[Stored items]
____________

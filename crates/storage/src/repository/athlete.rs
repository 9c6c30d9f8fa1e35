use sqlx::PgPool;
use uuid::Uuid;

use crate::error::{Result, StorageError};
use crate::models::Athlete;

/// Read-only access to athlete identities for notification content
pub struct AthleteRepository<'a> {
    pool: &'a PgPool,
}

impl<'a> AthleteRepository<'a> {
    pub fn new(pool: &'a PgPool) -> Self {
        Self { pool }
    }

    /// Find an athlete by ID
    pub async fn find_by_id(&self, id: Uuid) -> Result<Athlete> {
        let athlete = sqlx::query_as::<_, Athlete>(
            r#"
            SELECT athlete_id, full_name, email, created_at
            FROM athletes
            WHERE athlete_id = $1
            "#,
        )
        .bind(id)
        .fetch_optional(self.pool)
        .await?
        .ok_or(StorageError::NotFound)?;

        Ok(athlete)
    }

    /// List every athlete with a known email address
    pub async fn list_notifiable(&self) -> Result<Vec<Athlete>> {
        let athletes = sqlx::query_as::<_, Athlete>(
            r#"
            SELECT athlete_id, full_name, email, created_at
            FROM athletes
            WHERE email IS NOT NULL
            ORDER BY full_name
            "#,
        )
        .fetch_all(self.pool)
        .await?;

        Ok(athletes)
    }
}
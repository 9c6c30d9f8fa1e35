mod athlete;
mod event;
mod registration;

pub use athlete::Athlete;
pub use event::Event;
pub use registration::Registration;
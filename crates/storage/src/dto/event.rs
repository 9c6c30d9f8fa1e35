use chrono::{NaiveDate, NaiveDateTime, NaiveTime};
use serde::{Deserialize, Serialize};
use utoipa::ToSchema;
use uuid::Uuid;
use validator::Validate;

/// Request payload for creating a new event
///
/// Status is not part of the payload; new events always start out as
/// "upcoming".
#[derive(Debug, Clone, Serialize, Deserialize, Validate, ToSchema)]
pub struct CreateEventRequest {
    #[validate(length(
        min = 1,
        max = 255,
        message = "Title must be between 1 and 255 characters"
    ))]
    pub title: String,

    pub description: Option<String>,

    pub event_date: NaiveDate,

    pub event_time: Option<NaiveTime>,

    #[validate(length(min = 1, max = 255))]
    pub venue: String,

    #[validate(length(min = 1, max = 255))]
    pub city: String,

    #[validate(length(min = 1, max = 255))]
    pub category: String,

    pub eligibility: Option<String>,

    pub rules: Option<String>,

    pub requirements: Option<String>,

    pub registration_deadline: Option<NaiveDate>,

    pub max_participants: Option<i32>,

    #[validate(email(message = "Contact email must be a valid address"))]
    pub contact_email: Option<String>,

    #[validate(length(max = 64))]
    pub contact_phone: Option<String>,

    pub image_url: Option<String>,

    pub created_by: Option<Uuid>,
}

/// Request payload for replacing an existing event
///
/// Updates are full-record replaces, not merges; callers resupply any
/// field they want to keep.
#[derive(Debug, Clone, Serialize, Deserialize, Validate, ToSchema)]
pub struct UpdateEventRequest {
    #[validate(length(
        min = 1,
        max = 255,
        message = "Title must be between 1 and 255 characters"
    ))]
    pub title: String,

    pub description: Option<String>,

    pub event_date: NaiveDate,

    pub event_time: Option<NaiveTime>,

    #[validate(length(min = 1, max = 255))]
    pub venue: String,

    #[validate(length(min = 1, max = 255))]
    pub city: String,

    #[validate(length(min = 1, max = 255))]
    pub category: String,

    pub eligibility: Option<String>,

    pub rules: Option<String>,

    pub requirements: Option<String>,

    pub registration_deadline: Option<NaiveDate>,

    pub max_participants: Option<i32>,

    #[validate(email(message = "Contact email must be a valid address"))]
    pub contact_email: Option<String>,

    #[validate(length(max = 64))]
    pub contact_phone: Option<String>,

    pub image_url: Option<String>,

    #[validate(custom(function = "validate_status"))]
    pub status: String,
}

/// Response containing event details
#[derive(Debug, Clone, Serialize, Deserialize, ToSchema)]
pub struct EventResponse {
    pub event_id: Uuid,
    pub title: String,
    pub description: Option<String>,
    pub event_date: NaiveDate,
    pub event_time: Option<NaiveTime>,
    pub venue: String,
    pub city: String,
    pub category: String,
    pub eligibility: Option<String>,
    pub rules: Option<String>,
    pub requirements: Option<String>,
    pub registration_deadline: Option<NaiveDate>,
    pub max_participants: Option<i32>,
    pub contact_email: Option<String>,
    pub contact_phone: Option<String>,
    pub image_url: Option<String>,
    pub status: String,
    pub created_by: Option<Uuid>,
    pub created_at: NaiveDateTime,
}

/// Response for a freshly created event
#[derive(Debug, Clone, Serialize, Deserialize, ToSchema)]
pub struct CreateEventResponse {
    pub event_id: Uuid,
}

const VALID_STATUSES: &[&str] = &["upcoming", "ongoing", "completed", "cancelled"];

fn validate_status(status: &str) -> Result<(), validator::ValidationError> {
    if VALID_STATUSES.contains(&status) {
        Ok(())
    } else {
        Err(validator::ValidationError::new("invalid_status"))
    }
}

impl From<crate::models::Event> for EventResponse {
    fn from(event: crate::models::Event) -> Self {
        Self {
            event_id: event.event_id,
            title: event.title,
            description: event.description,
            event_date: event.event_date,
            event_time: event.event_time,
            venue: event.venue,
            city: event.city,
            category: event.category,
            eligibility: event.eligibility,
            rules: event.rules,
            requirements: event.requirements,
            registration_deadline: event.registration_deadline,
            max_participants: event.max_participants,
            contact_email: event.contact_email,
            contact_phone: event.contact_phone,
            image_url: event.image_url,
            status: event.status,
            created_by: event.created_by,
            created_at: event.created_at,
        }
    }
}

#[cfg(test)]
mod tests {
    use super::*;

    fn update_request() -> UpdateEventRequest {
        UpdateEventRequest {
            title: "Spring Meet".to_string(),
            description: None,
            event_date: NaiveDate::from_ymd_opt(2025, 4, 1).unwrap(),
            event_time: None,
            venue: "Stadium A".to_string(),
            city: "Metro".to_string(),
            category: "Track".to_string(),
            eligibility: None,
            rules: None,
            requirements: None,
            registration_deadline: None,
            max_participants: None,
            contact_email: None,
            contact_phone: None,
            image_url: None,
            status: "upcoming".to_string(),
        }
    }

    #[test]
    fn every_lifecycle_status_is_accepted() {
        for status in ["upcoming", "ongoing", "completed", "cancelled"] {
            let mut req = update_request();
            req.status = status.to_string();
            assert!(req.validate().is_ok(), "status {status} should be valid");
        }
    }

    #[test]
    fn unknown_status_is_rejected() {
        let mut req = update_request();
        req.status = "postponed".to_string();
        assert!(req.validate().is_err());
    }

    #[test]
    fn empty_title_is_rejected() {
        let mut req = update_request();
        req.title = String::new();
        assert!(req.validate().is_err());
    }

    #[test]
    fn malformed_contact_email_is_rejected() {
        let mut req = update_request();
        req.contact_email = Some("not-an-address".to_string());
        assert!(req.validate().is_err());
    }

    #[test]
    fn absent_optional_fields_validate() {
        assert!(update_request().validate().is_ok());
    }
}
use chrono::{Duration, NaiveDateTime, NaiveTime};

use crate::types::Event;

/// A calendar entry derived purely from one event's fields.
///
/// Events without a time start at 09:00 and run for one hour.
#[derive(Debug, Clone, PartialEq, Eq)]
pub struct CalendarEvent {
    pub uid: String,
    pub summary: String,
    pub description: String,
    pub location: String,
    pub start: NaiveDateTime,
    pub end: NaiveDateTime,
}

impl CalendarEvent {
    pub fn from_event(event: &Event) -> Self {
        let start_time = event
            .event_time
            .unwrap_or_else(|| NaiveTime::from_hms_opt(9, 0, 0).expect("09:00 is a valid time"));
        let start = event.event_date.and_time(start_time);

        Self {
            uid: format!("{}@athletrack.app", event.event_id),
            summary: event.title.clone(),
            description: event.description.clone().unwrap_or_default(),
            location: format!("{}, {}", event.venue, event.city),
            start,
            end: start + Duration::hours(1),
        }
    }

    /// Render the entry as an iCalendar document with CRLF line endings.
    pub fn to_ics(&self) -> String {
        let lines = [
            "BEGIN:VCALENDAR".to_string(),
            "VERSION:2.0".to_string(),
            "PRODID:-//AthleTrack//Events//EN".to_string(),
            "BEGIN:VEVENT".to_string(),
            format!("UID:{}", self.uid),
            format!("DTSTART:{}", format_timestamp(self.start)),
            format!("DTEND:{}", format_timestamp(self.end)),
            format!("SUMMARY:{}", escape_text(&self.summary)),
            format!("DESCRIPTION:{}", escape_text(&self.description)),
            format!("LOCATION:{}", escape_text(&self.location)),
            "END:VEVENT".to_string(),
            "END:VCALENDAR".to_string(),
        ];

        lines.join("\r\n")
    }

    /// Download filename derived from the title.
    pub fn suggested_filename(&self) -> String {
        let stem: String = self
            .summary
            .chars()
            .map(|c| {
                if c.is_ascii_alphanumeric() {
                    c.to_ascii_lowercase()
                } else {
                    '_'
                }
            })
            .collect();

        format!("{stem}.ics")
    }
}

fn format_timestamp(timestamp: NaiveDateTime) -> String {
    timestamp.format("%Y%m%dT%H%M%S").to_string()
}

/// Escape TEXT values per the iCalendar grammar: backslash first, then
/// the separators, then literal newlines.
fn escape_text(text: &str) -> String {
    text.replace('\\', "\\\\")
        .replace(';', "\\;")
        .replace(',', "\\,")
        .replace('\n', "\\n")
}

#[cfg(test)]
mod tests {
    use chrono::NaiveDate;
    use uuid::Uuid;

    use super::*;

    fn event(title: &str, date: NaiveDate, time: Option<NaiveTime>) -> Event {
        Event {
            event_id: Uuid::nil(),
            title: title.to_string(),
            description: None,
            event_date: date,
            event_time: time,
            venue: "Stadium A".to_string(),
            city: "Metro".to_string(),
            category: "Track".to_string(),
            eligibility: None,
            rules: None,
            requirements: None,
            registration_deadline: None,
            max_participants: None,
            contact_email: None,
            contact_phone: None,
            image_url: None,
            status: "upcoming".to_string(),
            created_by: None,
            created_at: NaiveDate::from_ymd_opt(2025, 1, 1)
                .unwrap()
                .and_hms_opt(0, 0, 0)
                .unwrap(),
        }
    }

    #[test]
    fn missing_time_defaults_to_nine_for_one_hour() {
        let date = NaiveDate::from_ymd_opt(2025, 5, 10).unwrap();
        let entry = CalendarEvent::from_event(&event("5K Run", date, None));

        let ics = entry.to_ics();
        assert!(ics.contains("DTSTART:20250510T090000"));
        assert!(ics.contains("DTEND:20250510T100000"));
        assert!(ics.contains("SUMMARY:5K Run"));
    }

    #[test]
    fn explicit_time_is_kept() {
        let date = NaiveDate::from_ymd_opt(2025, 5, 10).unwrap();
        let time = NaiveTime::from_hms_opt(17, 30, 0).unwrap();
        let entry = CalendarEvent::from_event(&event("5K Run", date, Some(time)));

        assert!(entry.to_ics().contains("DTSTART:20250510T173000"));
        assert!(entry.to_ics().contains("DTEND:20250510T183000"));
    }

    #[test]
    fn separators_in_text_fields_are_escaped() {
        let date = NaiveDate::from_ymd_opt(2025, 5, 10).unwrap();
        let mut source = event("Run; Jump, Throw", date, None);
        source.description = Some("Line one\nLine two".to_string());
        let entry = CalendarEvent::from_event(&source);

        let ics = entry.to_ics();
        assert!(ics.contains("SUMMARY:Run\\; Jump\\, Throw"));
        assert!(ics.contains("DESCRIPTION:Line one\\nLine two"));
        assert!(ics.contains("LOCATION:Stadium A\\, Metro"));
    }

    #[test]
    fn document_uses_crlf_line_endings() {
        let date = NaiveDate::from_ymd_opt(2025, 5, 10).unwrap();
        let ics = CalendarEvent::from_event(&event("5K Run", date, None)).to_ics();

        assert!(ics.starts_with("BEGIN:VCALENDAR\r\n"));
        assert!(ics.ends_with("END:VCALENDAR"));
    }

    #[test]
    fn filename_is_sanitized() {
        let date = NaiveDate::from_ymd_opt(2025, 5, 10).unwrap();
        let entry = CalendarEvent::from_event(&event("5K Run!", date, None));

        assert_eq!(entry.suggested_filename(), "5k_run_.ics");
    }
}
use notifications::Dispatcher;
use storage::Database;

/// Shared application state handed to every handler.
///
/// The dispatcher is absent when no SMTP transport is configured; event
/// and registration flows then skip their notification side effects.
#[derive(Clone)]
pub struct AppState {
    pub db: Database,
    pub dispatcher: Option<Dispatcher>,
}
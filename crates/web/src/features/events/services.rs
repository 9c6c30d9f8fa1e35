use notifications::templates::{self, EventSummary};
use notifications::{Dispatcher, EmailMessage};
use sqlx::PgPool;
use storage::dto::event::{CreateEventRequest, UpdateEventRequest};
use storage::error::Result;
use storage::models::Event;
use storage::repository::athlete::AthleteRepository;
use storage::repository::event::EventRepository;
use uuid::Uuid;

/// List all events
pub async fn list_events(pool: &PgPool) -> Result<Vec<Event>> {
    let repo = EventRepository::new(pool);
    repo.list().await
}

/// Get an event by ID
pub async fn get_event(pool: &PgPool, id: Uuid) -> Result<Event> {
    let repo = EventRepository::new(pool);
    repo.find_by_id(id).await
}

/// Create a new event and announce it to every athlete with a known
/// email address
///
/// The announcement is detached; success is defined by the persistence
/// effect alone, so neither the recipient lookup nor any delivery
/// failure changes the returned result.
pub async fn create_event(
    pool: &PgPool,
    dispatcher: Option<&Dispatcher>,
    req: &CreateEventRequest,
) -> Result<Event> {
    let repo = EventRepository::new(pool);
    let event = repo.create(req).await?;

    match dispatcher {
        Some(dispatcher) => announce_event(pool, dispatcher, &event).await,
        None => tracing::warn!("Email transport not configured, skipping event announcement"),
    }

    Ok(event)
}

/// Replace an existing event; no notification is triggered by updates
pub async fn update_event(pool: &PgPool, id: Uuid, req: &UpdateEventRequest) -> Result<Event> {
    let repo = EventRepository::new(pool);
    repo.update(id, req).await
}

/// Delete an event
pub async fn delete_event(pool: &PgPool, id: Uuid) -> Result<()> {
    let repo = EventRepository::new(pool);
    repo.delete(id).await
}

async fn announce_event(pool: &PgPool, dispatcher: &Dispatcher, event: &Event) {
    let athletes = match AthleteRepository::new(pool).list_notifiable().await {
        Ok(athletes) => athletes,
        Err(error) => {
            tracing::warn!(%error, "Could not load announcement recipients");
            return;
        }
    };

    let event_summary = summary(event);
    let messages: Vec<EmailMessage> = athletes
        .iter()
        .filter_map(|athlete| {
            athlete
                .email
                .as_deref()
                .map(|email| templates::event_announcement(email, &athlete.full_name, &event_summary))
        })
        .collect();

    dispatcher.spawn(messages);
}

pub(crate) fn summary(event: &Event) -> EventSummary {
    EventSummary {
        title: event.title.clone(),
        date: event.event_date.to_string(),
        venue: event.venue.clone(),
        city: event.city.clone(),
        category: event.category.clone(),
        description: event.description.clone(),
        registration_deadline: event.registration_deadline.map(|d| d.to_string()),
    }
}
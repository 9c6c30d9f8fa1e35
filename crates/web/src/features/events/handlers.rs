use axum::{
    Json,
    extract::{Path, State},
    http::StatusCode,
    response::{IntoResponse, Response},
};
use storage::dto::event::{
    CreateEventRequest, CreateEventResponse, EventResponse, UpdateEventRequest,
};
use uuid::Uuid;
use validator::Validate;

use crate::error::WebError;
use crate::state::AppState;

use super::services;

#[utoipa::path(
    get,
    path = "/api/events",
    responses(
        (status = 200, description = "List all events ordered by date descending", body = Vec<EventResponse>)
    ),
    tag = "events"
)]
pub async fn list_events(
    State(state): State<AppState>,
) -> Result<Json<Vec<EventResponse>>, WebError> {
    let events = services::list_events(state.db.pool()).await?;

    let response: Vec<EventResponse> = events.into_iter().map(EventResponse::from).collect();

    Ok(Json(response))
}

#[utoipa::path(
    get,
    path = "/api/events/{id}",
    params(
        ("id" = Uuid, Path, description = "Event ID")
    ),
    responses(
        (status = 200, description = "Event found", body = EventResponse),
        (status = 404, description = "Event not found")
    ),
    tag = "events"
)]
pub async fn get_event(
    State(state): State<AppState>,
    Path(id): Path<Uuid>,
) -> Result<Response, WebError> {
    let event = services::get_event(state.db.pool(), id).await?;

    Ok(Json(EventResponse::from(event)).into_response())
}

#[utoipa::path(
    post,
    path = "/api/events",
    request_body = CreateEventRequest,
    security(
        ("bearer_auth" = [])
    ),
    responses(
        (status = 201, description = "Event created successfully", body = CreateEventResponse),
        (status = 400, description = "Validation error"),
        (status = 401, description = "Unauthorized")
    ),
    tag = "events"
)]
pub async fn create_event(
    State(state): State<AppState>,
    Json(req): Json<CreateEventRequest>,
) -> Result<Response, WebError> {
    req.validate()?;

    let event = services::create_event(state.db.pool(), state.dispatcher.as_ref(), &req).await?;

    Ok((
        StatusCode::CREATED,
        Json(CreateEventResponse {
            event_id: event.event_id,
        }),
    )
        .into_response())
}

#[utoipa::path(
    put,
    path = "/api/events/{id}",
    params(
        ("id" = Uuid, Path, description = "Event ID")
    ),
    request_body = UpdateEventRequest,
    security(
        ("bearer_auth" = [])
    ),
    responses(
        (status = 200, description = "Event updated successfully", body = EventResponse),
        (status = 400, description = "Validation error"),
        (status = 401, description = "Unauthorized"),
        (status = 404, description = "Event not found")
    ),
    tag = "events"
)]
pub async fn update_event(
    State(state): State<AppState>,
    Path(id): Path<Uuid>,
    Json(req): Json<UpdateEventRequest>,
) -> Result<Response, WebError> {
    req.validate()?;

    let updated = services::update_event(state.db.pool(), id, &req).await?;

    Ok(Json(EventResponse::from(updated)).into_response())
}

#[utoipa::path(
    delete,
    path = "/api/events/{id}",
    params(
        ("id" = Uuid, Path, description = "Event ID")
    ),
    security(
        ("bearer_auth" = [])
    ),
    responses(
        (status = 204, description = "Event deleted"),
        (status = 401, description = "Unauthorized")
    ),
    tag = "events"
)]
pub async fn delete_event(
    State(state): State<AppState>,
    Path(id): Path<Uuid>,
) -> Result<Response, WebError> {
    services::delete_event(state.db.pool(), id).await?;

    Ok(StatusCode::NO_CONTENT.into_response())
}
use crate::dispatch::EmailMessage;

/// Event fields the notification bodies are rendered from.
///
/// Dates arrive pre-formatted so this module stays free of the storage
/// types.
#[derive(Debug, Clone)]
pub struct EventSummary {
    pub title: String,
    pub date: String,
    pub venue: String,
    pub city: String,
    pub category: String,
    pub description: Option<String>,
    pub registration_deadline: Option<String>,
}

/// Announcement sent to every notifiable athlete when an event is
/// published.
pub fn event_announcement(to: &str, athlete_name: &str, event: &EventSummary) -> EmailMessage {
    let mut body = format!(
        "<h2>New Event Announcement</h2>\
         <p>Dear {athlete_name},</p>\
         <p>A new event has been posted on AthleTrack!</p>\
         <h3>{}</h3>\
         <p><strong>Date:</strong> {}</p>\
         <p><strong>Venue:</strong> {}, {}</p>\
         <p><strong>Category:</strong> {}</p>",
        event.title, event.date, event.venue, event.city, event.category
    );

    if let Some(description) = &event.description {
        body.push_str(&format!("<p>{description}</p>"));
    }

    if let Some(deadline) = &event.registration_deadline {
        body.push_str(&format!(
            "<p><strong>Registration Deadline:</strong> {deadline}</p>"
        ));
    }

    body.push_str(
        "<p>Log in to AthleTrack to view full details and register!</p>\
         <p>Best regards,<br>The AthleTrack Team</p>",
    );

    EmailMessage {
        to: to.to_string(),
        subject: format!("New Event: {}", event.title),
        html_body: body,
    }
}

/// Confirmation sent to the registering athlete only.
pub fn registration_confirmation(to: &str, athlete_name: &str, event: &EventSummary) -> EmailMessage {
    let body = format!(
        "<h2>Registration Successful!</h2>\
         <p>Dear {athlete_name},</p>\
         <p>You have successfully registered for the following event:</p>\
         <div style=\"background: #f4f4f4; padding: 20px; border-radius: 10px;\">\
         <h3 style=\"margin-top:0;\">{}</h3>\
         <p><strong>Date:</strong> {}</p>\
         <p><strong>Venue:</strong> {}, {}</p>\
         </div>\
         <p>Please arrive at least 30 minutes before the event starts.</p>\
         <p>Best regards,<br>The AthleTrack Team</p>",
        event.title, event.date, event.venue, event.city
    );

    EmailMessage {
        to: to.to_string(),
        subject: format!("Registration Confirmed: {}", event.title),
        html_body: body,
    }
}

#[cfg(test)]
mod tests {
    use super::*;

    fn summary() -> EventSummary {
        EventSummary {
            title: "Spring Meet".to_string(),
            date: "2025-04-01".to_string(),
            venue: "Stadium A".to_string(),
            city: "Metro".to_string(),
            category: "Track".to_string(),
            description: Some("Season opener".to_string()),
            registration_deadline: Some("2025-03-15".to_string()),
        }
    }

    #[test]
    fn announcement_carries_event_fields() {
        let message = event_announcement("a@example.com", "Alice", &summary());

        assert_eq!(message.to, "a@example.com");
        assert_eq!(message.subject, "New Event: Spring Meet");
        assert!(message.html_body.contains("Dear Alice"));
        assert!(message.html_body.contains("Stadium A, Metro"));
        assert!(message.html_body.contains("Season opener"));
        assert!(message.html_body.contains("2025-03-15"));
    }

    #[test]
    fn announcement_skips_absent_optional_fields() {
        let mut event = summary();
        event.description = None;
        event.registration_deadline = None;

        let message = event_announcement("a@example.com", "Alice", &event);

        assert!(!message.html_body.contains("Season opener"));
        assert!(!message.html_body.contains("Registration Deadline"));
    }

    #[test]
    fn confirmation_addresses_the_registrant() {
        let message = registration_confirmation("b@example.com", "Bob", &summary());

        assert_eq!(message.to, "b@example.com");
        assert_eq!(message.subject, "Registration Confirmed: Spring Meet");
        assert!(message.html_body.contains("Dear Bob"));
        assert!(message.html_body.contains("Spring Meet"));
    }
}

____________

● TASK PROMPT
Reproduce every line of the records containing the string "details".

● OUTPUT BELOW
/// Response containing event details
        "<p>Log in to AthleTrack to view full details and register!</p>\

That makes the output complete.